* How to complete this task *
Type out all the records once more, exactly.

Stored data
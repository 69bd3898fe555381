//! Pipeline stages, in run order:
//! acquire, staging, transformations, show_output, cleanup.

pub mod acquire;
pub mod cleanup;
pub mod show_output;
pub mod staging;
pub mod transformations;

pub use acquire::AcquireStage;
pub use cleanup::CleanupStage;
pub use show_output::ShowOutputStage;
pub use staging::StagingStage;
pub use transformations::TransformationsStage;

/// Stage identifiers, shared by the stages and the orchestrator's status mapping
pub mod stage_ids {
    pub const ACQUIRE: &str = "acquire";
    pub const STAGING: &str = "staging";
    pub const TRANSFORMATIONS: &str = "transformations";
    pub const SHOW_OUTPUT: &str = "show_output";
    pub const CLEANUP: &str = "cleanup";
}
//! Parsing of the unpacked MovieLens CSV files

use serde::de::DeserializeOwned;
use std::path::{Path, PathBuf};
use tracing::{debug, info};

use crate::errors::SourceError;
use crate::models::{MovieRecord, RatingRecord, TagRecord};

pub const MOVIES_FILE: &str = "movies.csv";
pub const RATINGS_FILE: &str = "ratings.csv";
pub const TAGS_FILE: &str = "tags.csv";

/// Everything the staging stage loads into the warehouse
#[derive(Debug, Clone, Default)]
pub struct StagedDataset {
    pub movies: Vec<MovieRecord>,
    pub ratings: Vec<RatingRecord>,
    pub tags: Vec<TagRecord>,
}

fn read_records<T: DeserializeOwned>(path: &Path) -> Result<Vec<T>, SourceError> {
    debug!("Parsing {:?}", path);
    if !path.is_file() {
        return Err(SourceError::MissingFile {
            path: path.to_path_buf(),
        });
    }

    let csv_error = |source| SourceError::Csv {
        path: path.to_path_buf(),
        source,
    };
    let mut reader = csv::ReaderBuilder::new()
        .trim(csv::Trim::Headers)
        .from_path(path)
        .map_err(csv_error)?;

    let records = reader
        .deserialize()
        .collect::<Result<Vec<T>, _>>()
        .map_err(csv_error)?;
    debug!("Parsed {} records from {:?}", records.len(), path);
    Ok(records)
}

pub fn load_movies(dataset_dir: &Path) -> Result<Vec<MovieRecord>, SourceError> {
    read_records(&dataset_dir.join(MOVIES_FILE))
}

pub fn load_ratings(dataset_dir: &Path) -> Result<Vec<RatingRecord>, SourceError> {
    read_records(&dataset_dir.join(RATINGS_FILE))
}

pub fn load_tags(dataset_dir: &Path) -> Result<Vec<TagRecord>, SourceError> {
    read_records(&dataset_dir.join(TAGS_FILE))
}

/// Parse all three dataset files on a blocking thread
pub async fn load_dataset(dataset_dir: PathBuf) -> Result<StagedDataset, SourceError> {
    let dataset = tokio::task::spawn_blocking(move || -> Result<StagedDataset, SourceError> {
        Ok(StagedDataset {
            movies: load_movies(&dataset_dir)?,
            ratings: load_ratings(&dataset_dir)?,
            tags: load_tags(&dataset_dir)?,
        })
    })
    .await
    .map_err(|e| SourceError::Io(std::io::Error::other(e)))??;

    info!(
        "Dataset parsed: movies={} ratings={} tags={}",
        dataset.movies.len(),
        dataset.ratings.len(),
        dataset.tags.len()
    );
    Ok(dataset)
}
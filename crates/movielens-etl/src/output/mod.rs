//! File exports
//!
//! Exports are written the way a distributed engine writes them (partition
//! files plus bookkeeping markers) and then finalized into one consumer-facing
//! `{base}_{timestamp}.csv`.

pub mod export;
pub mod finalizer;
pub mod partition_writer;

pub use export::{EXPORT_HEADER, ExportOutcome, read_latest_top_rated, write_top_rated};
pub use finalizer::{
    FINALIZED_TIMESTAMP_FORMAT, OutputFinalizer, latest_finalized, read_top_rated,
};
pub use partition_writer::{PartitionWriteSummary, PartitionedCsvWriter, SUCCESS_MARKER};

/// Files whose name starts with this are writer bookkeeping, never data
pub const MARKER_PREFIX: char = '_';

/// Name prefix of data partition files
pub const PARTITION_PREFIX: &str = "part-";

* Exercise output *
repository 69bd3898fe555381
//! Pipeline stages, in run order:
//! acquire, staging, transformations, show_output, cleanup.

pub mod acquire;
pub mod cleanup;
pub mod show_output;
pub mod staging;
pub mod transformations;

pub use acquire::AcquireStage;
pub use cleanup::CleanupStage;
pub use show_output::ShowOutputStage;
pub use staging::StagingStage;
pub use transformations::TransformationsStage;

/// Stage identifiers, shared by the stages and the orchestrator's status mapping
pub mod stage_ids {
    pub const ACQUIRE: &str = "acquire";
    pub const STAGING: &str = "staging";
    pub const TRANSFORMATIONS: &str = "transformations";
    pub const SHOW_OUTPUT: &str = "show_output";
    pub const CLEANUP: &str = "cleanup";
}
//! Parsing of the unpacked MovieLens CSV files

use serde::de::DeserializeOwned;
use std::path::{Path, PathBuf};
use tracing::{debug, info};

use crate::errors::SourceError;
use crate::models::{MovieRecord, RatingRecord, TagRecord};

pub const MOVIES_FILE: &str = "movies.csv";
pub const RATINGS_FILE: &str = "ratings.csv";
pub const TAGS_FILE: &str = "tags.csv";

/// Everything the staging stage loads into the warehouse
#[derive(Debug, Clone, Default)]
pub struct StagedDataset {
    pub movies: Vec<MovieRecord>,
    pub ratings: Vec<RatingRecord>,
    pub tags: Vec<TagRecord>,
}

fn read_records<T: DeserializeOwned>(path: &Path) -> Result<Vec<T>, SourceError> {
    debug!("Parsing {:?}", path);
    if !path.is_file() {
        return Err(SourceError::MissingFile {
            path: path.to_path_buf(),
        });
    }

    let csv_error = |source| SourceError::Csv {
        path: path.to_path_buf(),
        source,
    };
    let mut reader = csv::ReaderBuilder::new()
        .trim(csv::Trim::Headers)
        .from_path(path)
        .map_err(csv_error)?;

    let records = reader
        .deserialize()
        .collect::<Result<Vec<T>, _>>()
        .map_err(csv_error)?;
    debug!("Parsed {} records from {:?}", records.len(), path);
    Ok(records)
}

pub fn load_movies(dataset_dir: &Path) -> Result<Vec<MovieRecord>, SourceError> {
    read_records(&dataset_dir.join(MOVIES_FILE))
}

pub fn load_ratings(dataset_dir: &Path) -> Result<Vec<RatingRecord>, SourceError> {
    read_records(&dataset_dir.join(RATINGS_FILE))
}

pub fn load_tags(dataset_dir: &Path) -> Result<Vec<TagRecord>, SourceError> {
    read_records(&dataset_dir.join(TAGS_FILE))
}

/// Parse all three dataset files on a blocking thread
pub async fn load_dataset(dataset_dir: PathBuf) -> Result<StagedDataset, SourceError> {
    let dataset = tokio::task::spawn_blocking(move || -> Result<StagedDataset, SourceError> {
        Ok(StagedDataset {
            movies: load_movies(&dataset_dir)?,
            ratings: load_ratings(&dataset_dir)?,
            tags: load_tags(&dataset_dir)?,
        })
    })
    .await
    .map_err(|e| SourceError::Io(std::io::Error::other(e)))??;

    info!(
        "Dataset parsed: movies={} ratings={} tags={}",
        dataset.movies.len(),
        dataset.ratings.len(),
        dataset.tags.len()
    );
    Ok(dataset)
}
filename crates/movielens-etl/src/output/mod.rs
//! File exports
//!
//! Exports are written the way a distributed engine writes them (partition
//! files plus bookkeeping markers) and then finalized into one consumer-facing
//! `{base}_{timestamp}.csv`.

pub mod export;
pub mod finalizer;
pub mod partition_writer;

pub use export::{EXPORT_HEADER, ExportOutcome, read_latest_top_rated, write_top_rated};
pub use finalizer::{
    FINALIZED_TIMESTAMP_FORMAT, OutputFinalizer, latest_finalized, read_top_rated,
};
pub use partition_writer::{PartitionWriteSummary, PartitionedCsvWriter, SUCCESS_MARKER};

/// Files whose name starts with this are writer bookkeeping, never data
pub const MARKER_PREFIX: char = '_';

/// Name prefix of data partition files
pub const PARTITION_PREFIX: &str = "part-";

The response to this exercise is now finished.